BEGIN Recorded information

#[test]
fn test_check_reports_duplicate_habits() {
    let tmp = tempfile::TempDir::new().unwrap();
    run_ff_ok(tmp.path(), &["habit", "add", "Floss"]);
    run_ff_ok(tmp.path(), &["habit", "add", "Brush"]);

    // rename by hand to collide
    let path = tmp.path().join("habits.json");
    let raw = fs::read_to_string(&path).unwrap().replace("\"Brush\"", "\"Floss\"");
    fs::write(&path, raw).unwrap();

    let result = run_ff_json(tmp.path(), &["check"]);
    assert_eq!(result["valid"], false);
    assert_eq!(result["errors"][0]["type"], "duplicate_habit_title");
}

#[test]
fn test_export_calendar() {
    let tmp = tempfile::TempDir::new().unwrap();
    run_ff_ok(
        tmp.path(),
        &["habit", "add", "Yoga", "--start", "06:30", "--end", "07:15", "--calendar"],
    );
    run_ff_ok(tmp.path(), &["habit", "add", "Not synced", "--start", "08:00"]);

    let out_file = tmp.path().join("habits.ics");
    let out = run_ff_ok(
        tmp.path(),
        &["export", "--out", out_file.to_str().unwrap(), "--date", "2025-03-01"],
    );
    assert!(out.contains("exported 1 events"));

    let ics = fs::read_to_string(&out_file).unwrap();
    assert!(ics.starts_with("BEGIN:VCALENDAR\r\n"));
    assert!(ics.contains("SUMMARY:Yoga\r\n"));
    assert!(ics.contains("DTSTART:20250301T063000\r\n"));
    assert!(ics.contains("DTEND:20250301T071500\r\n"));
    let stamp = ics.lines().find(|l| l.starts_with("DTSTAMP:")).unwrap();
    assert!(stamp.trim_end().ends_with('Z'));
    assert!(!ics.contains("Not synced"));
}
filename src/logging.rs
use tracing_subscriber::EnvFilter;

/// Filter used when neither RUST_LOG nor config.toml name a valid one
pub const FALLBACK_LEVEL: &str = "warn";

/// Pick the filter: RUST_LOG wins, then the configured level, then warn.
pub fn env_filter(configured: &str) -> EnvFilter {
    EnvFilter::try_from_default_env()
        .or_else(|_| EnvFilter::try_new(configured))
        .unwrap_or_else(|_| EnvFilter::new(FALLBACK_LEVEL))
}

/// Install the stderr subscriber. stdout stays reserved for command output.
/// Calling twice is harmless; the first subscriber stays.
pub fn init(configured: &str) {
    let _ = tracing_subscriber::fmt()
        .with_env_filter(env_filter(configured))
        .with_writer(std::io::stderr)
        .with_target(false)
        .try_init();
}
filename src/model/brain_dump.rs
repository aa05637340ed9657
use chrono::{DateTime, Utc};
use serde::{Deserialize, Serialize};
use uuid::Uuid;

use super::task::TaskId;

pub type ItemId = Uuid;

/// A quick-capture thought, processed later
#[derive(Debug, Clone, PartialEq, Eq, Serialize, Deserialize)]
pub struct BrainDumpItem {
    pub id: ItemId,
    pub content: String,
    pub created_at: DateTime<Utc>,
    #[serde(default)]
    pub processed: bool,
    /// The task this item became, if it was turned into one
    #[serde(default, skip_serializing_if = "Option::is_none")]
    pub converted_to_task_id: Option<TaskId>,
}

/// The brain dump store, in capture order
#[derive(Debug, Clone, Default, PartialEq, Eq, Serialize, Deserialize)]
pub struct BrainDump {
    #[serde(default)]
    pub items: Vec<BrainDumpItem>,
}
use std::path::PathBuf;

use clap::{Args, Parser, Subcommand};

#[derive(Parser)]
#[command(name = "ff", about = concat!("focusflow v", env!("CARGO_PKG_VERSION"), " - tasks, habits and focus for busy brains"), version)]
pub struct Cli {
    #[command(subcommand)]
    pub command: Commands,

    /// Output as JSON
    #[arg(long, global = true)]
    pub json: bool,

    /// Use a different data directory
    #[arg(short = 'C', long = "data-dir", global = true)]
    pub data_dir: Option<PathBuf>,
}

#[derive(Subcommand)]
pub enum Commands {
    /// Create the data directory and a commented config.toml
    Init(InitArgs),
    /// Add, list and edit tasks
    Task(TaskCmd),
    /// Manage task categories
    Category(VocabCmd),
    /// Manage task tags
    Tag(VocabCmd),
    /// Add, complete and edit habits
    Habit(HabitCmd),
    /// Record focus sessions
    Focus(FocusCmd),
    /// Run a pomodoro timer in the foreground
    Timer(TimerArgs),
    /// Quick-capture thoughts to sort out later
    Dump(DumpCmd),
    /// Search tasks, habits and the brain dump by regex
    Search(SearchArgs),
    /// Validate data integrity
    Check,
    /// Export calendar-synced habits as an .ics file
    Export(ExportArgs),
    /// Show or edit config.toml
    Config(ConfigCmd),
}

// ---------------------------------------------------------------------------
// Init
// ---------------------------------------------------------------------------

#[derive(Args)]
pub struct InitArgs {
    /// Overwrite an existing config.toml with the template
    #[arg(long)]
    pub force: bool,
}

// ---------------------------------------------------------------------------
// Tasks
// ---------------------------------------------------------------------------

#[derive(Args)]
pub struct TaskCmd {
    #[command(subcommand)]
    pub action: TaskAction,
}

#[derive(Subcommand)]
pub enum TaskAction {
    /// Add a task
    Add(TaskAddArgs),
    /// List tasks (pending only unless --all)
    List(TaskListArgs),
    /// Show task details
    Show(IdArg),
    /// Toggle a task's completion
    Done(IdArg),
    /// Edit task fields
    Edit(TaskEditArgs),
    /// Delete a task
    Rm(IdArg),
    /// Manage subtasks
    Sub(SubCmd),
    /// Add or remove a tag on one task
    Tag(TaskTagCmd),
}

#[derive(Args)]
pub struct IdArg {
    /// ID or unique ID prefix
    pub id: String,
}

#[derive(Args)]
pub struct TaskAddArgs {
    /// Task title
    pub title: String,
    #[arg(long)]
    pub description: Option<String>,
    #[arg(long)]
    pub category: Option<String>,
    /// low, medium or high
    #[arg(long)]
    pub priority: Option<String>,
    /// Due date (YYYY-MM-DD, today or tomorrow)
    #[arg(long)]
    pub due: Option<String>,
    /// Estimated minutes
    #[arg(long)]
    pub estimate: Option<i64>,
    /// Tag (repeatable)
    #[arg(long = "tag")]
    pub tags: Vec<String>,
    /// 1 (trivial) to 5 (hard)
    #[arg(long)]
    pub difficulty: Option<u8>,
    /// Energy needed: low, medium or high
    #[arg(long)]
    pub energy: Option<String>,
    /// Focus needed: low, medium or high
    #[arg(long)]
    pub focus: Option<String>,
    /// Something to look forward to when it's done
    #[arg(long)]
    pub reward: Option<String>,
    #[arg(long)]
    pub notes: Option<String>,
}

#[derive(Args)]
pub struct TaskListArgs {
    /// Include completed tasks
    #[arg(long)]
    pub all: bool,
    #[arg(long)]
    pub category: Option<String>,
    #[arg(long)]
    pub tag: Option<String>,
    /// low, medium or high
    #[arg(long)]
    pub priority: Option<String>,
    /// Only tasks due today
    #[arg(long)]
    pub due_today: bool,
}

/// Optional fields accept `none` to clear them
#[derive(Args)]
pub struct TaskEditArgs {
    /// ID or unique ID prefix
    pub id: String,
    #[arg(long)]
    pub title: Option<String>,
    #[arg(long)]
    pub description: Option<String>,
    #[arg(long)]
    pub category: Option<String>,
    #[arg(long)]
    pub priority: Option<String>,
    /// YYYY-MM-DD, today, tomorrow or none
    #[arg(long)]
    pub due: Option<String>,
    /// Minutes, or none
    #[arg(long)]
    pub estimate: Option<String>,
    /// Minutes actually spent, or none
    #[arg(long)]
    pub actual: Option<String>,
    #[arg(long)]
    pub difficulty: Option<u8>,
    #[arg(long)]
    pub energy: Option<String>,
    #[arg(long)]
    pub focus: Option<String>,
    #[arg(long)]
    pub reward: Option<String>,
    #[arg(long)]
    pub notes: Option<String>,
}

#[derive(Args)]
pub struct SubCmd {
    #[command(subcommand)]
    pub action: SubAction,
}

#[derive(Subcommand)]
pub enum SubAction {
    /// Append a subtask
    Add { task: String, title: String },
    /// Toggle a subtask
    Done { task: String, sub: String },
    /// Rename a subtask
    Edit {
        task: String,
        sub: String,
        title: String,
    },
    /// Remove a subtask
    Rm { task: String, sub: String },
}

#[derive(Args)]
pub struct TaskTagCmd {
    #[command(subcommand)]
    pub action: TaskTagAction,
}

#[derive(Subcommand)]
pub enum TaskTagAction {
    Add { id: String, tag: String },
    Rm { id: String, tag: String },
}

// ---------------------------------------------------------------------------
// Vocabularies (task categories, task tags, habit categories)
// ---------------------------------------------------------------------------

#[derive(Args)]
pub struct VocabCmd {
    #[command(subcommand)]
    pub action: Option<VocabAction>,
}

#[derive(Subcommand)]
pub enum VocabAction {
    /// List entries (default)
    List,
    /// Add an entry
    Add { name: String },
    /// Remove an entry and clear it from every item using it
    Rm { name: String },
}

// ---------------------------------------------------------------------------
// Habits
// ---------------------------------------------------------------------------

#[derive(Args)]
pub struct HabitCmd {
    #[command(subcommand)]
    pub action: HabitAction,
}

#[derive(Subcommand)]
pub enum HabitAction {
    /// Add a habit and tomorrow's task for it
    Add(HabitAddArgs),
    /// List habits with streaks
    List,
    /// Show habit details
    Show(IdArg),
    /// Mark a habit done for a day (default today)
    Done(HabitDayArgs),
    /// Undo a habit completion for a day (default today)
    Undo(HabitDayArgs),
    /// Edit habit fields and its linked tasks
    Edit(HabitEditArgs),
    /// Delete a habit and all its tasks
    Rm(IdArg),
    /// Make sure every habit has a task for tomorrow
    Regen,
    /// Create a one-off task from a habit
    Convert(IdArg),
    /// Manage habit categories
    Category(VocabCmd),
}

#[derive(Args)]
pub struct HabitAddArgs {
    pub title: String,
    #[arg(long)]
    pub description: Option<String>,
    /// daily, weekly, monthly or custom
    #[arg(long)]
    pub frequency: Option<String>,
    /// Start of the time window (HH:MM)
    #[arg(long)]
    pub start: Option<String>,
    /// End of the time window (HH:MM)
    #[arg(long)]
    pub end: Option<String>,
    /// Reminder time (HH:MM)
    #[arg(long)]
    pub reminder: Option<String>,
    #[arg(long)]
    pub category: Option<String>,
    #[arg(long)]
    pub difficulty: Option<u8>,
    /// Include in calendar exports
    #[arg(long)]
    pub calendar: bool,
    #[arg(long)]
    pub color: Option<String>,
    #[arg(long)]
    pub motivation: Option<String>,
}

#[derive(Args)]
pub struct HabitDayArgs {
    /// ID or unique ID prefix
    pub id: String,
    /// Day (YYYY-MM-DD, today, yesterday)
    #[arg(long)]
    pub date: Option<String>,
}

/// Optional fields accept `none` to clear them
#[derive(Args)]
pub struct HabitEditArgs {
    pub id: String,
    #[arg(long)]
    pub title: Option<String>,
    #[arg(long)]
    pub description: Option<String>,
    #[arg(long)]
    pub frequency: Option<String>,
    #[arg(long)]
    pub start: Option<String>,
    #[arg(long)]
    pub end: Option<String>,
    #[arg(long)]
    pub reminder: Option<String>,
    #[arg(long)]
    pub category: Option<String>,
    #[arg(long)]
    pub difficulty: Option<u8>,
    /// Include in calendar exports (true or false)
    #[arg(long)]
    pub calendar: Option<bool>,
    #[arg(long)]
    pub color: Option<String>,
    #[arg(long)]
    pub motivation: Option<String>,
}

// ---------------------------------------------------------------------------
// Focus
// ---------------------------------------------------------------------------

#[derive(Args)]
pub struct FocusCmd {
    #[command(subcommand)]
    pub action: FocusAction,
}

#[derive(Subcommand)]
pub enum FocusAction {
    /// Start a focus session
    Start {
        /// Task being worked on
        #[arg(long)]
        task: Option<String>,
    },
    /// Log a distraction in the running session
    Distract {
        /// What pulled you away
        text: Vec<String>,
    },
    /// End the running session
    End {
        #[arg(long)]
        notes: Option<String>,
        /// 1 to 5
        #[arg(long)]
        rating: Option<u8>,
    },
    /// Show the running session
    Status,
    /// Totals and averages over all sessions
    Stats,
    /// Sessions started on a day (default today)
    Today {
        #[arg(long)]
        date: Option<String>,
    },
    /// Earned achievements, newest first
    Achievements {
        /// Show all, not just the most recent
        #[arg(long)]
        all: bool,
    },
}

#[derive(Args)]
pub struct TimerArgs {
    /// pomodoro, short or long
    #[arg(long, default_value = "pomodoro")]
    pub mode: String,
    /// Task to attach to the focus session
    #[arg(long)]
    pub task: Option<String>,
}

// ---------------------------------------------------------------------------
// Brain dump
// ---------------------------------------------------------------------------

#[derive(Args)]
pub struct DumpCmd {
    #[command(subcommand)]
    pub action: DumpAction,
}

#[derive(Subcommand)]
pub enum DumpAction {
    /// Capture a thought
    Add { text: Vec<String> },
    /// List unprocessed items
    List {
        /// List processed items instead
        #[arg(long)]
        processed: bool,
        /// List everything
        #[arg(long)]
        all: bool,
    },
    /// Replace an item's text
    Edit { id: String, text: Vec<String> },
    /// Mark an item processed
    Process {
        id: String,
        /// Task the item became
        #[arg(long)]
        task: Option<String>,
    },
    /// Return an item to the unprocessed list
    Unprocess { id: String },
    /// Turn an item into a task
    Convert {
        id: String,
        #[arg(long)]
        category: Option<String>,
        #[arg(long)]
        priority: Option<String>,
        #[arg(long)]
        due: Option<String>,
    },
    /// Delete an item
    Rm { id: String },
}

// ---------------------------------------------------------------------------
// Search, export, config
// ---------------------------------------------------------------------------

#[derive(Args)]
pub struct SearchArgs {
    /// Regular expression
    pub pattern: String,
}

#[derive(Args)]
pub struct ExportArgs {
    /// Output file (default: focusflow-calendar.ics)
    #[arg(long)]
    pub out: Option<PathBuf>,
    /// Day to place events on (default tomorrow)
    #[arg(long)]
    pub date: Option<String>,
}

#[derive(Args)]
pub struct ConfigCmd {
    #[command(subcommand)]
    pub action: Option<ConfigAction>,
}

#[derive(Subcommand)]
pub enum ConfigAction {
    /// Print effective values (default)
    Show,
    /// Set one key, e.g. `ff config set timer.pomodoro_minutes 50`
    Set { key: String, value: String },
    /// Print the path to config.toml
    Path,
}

END Recorded information
BEGIN Recorded information

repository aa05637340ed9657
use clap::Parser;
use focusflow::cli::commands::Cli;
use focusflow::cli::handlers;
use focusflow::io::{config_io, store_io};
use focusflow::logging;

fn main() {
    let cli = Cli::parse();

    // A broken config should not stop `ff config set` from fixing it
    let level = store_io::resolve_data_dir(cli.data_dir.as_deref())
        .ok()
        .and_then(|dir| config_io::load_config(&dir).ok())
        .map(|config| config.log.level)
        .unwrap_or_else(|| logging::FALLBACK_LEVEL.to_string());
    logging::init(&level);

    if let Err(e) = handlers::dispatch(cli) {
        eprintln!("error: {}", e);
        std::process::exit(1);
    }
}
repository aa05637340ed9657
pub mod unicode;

END Recorded information
BEGIN Recorded information

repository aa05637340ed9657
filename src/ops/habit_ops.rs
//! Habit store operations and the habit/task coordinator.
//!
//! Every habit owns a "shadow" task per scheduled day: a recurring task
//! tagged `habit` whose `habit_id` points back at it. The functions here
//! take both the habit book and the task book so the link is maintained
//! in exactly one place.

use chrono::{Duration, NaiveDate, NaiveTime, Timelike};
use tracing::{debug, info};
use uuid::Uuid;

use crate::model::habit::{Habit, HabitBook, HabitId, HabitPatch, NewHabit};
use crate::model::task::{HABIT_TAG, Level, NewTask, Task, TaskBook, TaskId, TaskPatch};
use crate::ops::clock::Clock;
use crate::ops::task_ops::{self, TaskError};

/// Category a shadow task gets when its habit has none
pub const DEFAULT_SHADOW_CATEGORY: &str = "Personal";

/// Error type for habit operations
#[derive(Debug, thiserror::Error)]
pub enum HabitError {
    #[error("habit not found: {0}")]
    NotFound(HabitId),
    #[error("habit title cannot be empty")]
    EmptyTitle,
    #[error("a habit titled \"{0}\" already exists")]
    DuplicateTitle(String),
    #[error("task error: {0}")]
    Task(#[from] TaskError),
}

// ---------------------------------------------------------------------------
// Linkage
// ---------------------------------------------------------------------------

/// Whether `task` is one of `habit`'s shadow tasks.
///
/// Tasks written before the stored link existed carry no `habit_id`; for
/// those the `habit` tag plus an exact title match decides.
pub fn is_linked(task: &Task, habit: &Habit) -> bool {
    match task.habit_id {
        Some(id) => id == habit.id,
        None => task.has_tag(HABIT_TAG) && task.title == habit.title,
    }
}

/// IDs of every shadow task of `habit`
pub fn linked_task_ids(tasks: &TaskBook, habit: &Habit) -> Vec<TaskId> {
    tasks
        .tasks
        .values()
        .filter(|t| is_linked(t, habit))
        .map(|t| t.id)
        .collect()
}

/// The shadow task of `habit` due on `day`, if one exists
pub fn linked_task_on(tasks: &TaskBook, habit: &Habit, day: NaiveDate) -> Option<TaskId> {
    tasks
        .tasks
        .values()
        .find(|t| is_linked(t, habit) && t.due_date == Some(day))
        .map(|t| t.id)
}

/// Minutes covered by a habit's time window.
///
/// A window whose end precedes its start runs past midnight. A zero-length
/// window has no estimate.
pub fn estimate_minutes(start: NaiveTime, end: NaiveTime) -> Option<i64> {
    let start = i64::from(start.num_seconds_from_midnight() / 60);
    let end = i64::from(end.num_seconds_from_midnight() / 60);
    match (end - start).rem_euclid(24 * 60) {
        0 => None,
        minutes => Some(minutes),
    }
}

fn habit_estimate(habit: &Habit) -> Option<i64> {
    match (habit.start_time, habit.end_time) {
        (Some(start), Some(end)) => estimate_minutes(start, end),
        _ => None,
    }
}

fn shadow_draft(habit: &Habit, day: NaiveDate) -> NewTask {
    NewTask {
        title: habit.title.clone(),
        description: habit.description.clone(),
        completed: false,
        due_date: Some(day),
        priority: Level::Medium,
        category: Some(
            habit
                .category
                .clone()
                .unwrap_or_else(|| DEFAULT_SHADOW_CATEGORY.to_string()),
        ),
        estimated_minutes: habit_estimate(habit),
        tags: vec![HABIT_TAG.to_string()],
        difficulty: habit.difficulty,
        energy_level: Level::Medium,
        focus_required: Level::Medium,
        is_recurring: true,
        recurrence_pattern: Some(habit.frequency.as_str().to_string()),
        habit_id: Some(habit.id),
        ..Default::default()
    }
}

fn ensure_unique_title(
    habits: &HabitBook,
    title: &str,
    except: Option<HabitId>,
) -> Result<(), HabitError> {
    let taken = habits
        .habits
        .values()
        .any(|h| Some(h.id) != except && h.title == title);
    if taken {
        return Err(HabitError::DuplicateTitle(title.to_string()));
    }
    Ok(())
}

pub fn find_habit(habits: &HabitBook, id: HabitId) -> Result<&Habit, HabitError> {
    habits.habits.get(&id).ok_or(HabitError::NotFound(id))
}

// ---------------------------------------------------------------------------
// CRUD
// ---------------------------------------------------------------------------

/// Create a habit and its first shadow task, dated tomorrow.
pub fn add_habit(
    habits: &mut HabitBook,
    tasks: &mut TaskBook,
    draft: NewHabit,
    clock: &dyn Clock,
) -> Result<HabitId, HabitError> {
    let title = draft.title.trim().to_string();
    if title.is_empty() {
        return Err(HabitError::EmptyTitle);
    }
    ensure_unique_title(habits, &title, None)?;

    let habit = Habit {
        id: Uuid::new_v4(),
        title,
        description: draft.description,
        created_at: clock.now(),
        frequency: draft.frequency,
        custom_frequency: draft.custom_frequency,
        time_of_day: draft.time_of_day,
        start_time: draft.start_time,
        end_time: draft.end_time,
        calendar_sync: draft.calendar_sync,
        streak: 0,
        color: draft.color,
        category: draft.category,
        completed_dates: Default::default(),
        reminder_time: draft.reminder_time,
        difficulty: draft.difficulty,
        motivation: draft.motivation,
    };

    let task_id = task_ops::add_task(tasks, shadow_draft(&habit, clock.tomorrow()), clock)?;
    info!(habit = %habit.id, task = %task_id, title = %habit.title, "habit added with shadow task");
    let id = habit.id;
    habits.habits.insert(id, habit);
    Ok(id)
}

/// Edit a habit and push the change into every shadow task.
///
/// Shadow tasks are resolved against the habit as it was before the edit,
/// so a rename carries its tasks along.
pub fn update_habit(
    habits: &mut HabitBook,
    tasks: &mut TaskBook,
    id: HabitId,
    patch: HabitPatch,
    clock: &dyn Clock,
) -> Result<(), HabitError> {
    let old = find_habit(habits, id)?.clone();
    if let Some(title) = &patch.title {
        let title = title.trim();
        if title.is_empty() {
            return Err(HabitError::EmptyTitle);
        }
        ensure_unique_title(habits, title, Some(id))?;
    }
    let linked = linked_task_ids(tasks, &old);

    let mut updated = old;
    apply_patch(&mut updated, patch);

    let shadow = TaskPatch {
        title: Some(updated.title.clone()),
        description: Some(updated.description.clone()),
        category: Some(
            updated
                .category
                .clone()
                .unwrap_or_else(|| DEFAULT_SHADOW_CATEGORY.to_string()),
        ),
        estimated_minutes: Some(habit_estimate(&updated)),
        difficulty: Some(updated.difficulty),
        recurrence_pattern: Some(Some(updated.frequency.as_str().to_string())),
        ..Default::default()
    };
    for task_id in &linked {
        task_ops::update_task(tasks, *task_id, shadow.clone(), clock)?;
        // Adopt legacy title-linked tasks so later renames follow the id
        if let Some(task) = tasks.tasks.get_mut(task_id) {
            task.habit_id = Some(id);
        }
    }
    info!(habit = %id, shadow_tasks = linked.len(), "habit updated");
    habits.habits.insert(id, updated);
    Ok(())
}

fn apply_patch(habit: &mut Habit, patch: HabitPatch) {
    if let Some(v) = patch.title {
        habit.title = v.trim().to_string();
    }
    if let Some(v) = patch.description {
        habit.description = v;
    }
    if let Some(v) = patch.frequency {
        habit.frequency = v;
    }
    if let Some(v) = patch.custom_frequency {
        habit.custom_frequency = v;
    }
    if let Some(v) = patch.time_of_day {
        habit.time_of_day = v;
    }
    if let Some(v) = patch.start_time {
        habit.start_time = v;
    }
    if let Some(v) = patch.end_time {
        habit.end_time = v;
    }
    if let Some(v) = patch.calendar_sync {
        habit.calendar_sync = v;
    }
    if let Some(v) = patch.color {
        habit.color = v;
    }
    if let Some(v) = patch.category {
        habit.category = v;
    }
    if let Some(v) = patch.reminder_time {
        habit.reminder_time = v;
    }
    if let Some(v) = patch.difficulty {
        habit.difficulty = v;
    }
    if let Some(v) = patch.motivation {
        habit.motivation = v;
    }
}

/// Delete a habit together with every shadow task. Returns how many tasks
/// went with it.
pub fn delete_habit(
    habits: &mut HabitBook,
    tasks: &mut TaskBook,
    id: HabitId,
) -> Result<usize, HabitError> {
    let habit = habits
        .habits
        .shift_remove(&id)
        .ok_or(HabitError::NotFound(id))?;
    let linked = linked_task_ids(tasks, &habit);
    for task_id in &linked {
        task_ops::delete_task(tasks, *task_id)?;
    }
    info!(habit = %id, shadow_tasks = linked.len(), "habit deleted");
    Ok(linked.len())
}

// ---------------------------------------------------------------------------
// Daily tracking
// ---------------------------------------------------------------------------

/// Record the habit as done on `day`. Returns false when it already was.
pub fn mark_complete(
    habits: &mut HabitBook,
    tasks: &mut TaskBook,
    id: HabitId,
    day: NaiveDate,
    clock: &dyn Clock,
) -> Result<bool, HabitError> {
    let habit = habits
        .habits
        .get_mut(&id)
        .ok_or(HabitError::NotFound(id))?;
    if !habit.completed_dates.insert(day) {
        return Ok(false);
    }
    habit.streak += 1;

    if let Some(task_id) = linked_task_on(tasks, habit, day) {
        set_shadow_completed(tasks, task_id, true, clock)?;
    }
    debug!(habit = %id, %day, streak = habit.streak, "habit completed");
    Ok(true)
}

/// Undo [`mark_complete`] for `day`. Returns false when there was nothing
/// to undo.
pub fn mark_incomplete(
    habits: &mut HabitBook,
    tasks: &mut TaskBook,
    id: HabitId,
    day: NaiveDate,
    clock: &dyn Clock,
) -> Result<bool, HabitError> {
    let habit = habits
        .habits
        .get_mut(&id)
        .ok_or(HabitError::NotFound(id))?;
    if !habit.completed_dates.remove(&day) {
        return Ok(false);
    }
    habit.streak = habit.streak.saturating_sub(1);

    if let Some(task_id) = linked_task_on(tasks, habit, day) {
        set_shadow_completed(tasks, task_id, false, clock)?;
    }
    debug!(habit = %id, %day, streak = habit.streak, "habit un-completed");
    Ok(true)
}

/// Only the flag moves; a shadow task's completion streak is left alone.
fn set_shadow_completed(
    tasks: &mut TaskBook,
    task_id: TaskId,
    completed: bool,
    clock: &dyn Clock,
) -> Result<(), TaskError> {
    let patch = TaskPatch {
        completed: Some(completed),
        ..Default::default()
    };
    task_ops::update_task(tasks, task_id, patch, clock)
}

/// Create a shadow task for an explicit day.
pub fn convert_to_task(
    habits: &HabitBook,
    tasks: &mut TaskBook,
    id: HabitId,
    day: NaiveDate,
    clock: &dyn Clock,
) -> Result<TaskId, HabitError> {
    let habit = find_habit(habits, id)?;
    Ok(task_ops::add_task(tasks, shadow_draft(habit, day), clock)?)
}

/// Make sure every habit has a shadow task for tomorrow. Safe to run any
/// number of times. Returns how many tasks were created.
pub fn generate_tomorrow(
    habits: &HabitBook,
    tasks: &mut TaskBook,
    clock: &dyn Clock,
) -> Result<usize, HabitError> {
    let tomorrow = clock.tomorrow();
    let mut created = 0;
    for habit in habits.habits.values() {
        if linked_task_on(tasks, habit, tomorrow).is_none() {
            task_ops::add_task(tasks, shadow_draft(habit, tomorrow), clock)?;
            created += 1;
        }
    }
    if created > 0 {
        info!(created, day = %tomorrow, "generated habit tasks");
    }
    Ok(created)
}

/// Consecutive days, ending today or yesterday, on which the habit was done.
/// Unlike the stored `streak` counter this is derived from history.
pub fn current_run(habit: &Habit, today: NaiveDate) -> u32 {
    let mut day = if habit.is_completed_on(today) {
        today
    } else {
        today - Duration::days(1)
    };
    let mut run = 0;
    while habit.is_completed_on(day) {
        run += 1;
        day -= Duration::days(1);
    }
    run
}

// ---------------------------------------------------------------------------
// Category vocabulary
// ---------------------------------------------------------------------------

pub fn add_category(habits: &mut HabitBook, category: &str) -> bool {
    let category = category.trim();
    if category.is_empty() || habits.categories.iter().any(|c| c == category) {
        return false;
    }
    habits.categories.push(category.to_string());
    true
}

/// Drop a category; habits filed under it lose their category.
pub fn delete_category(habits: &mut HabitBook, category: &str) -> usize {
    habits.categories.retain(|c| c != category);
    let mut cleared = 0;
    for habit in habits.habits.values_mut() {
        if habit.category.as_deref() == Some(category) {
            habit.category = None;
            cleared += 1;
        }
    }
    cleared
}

END Recorded information

§ **Exercise aim**
What lines of the material above hold the string "color"? Please copy them.

§ **Written answer**
    pub color: Option<String>,
    pub color: Option<String>,
        color: draft.color,
    if let Some(v) = patch.color {
        habit.color = v;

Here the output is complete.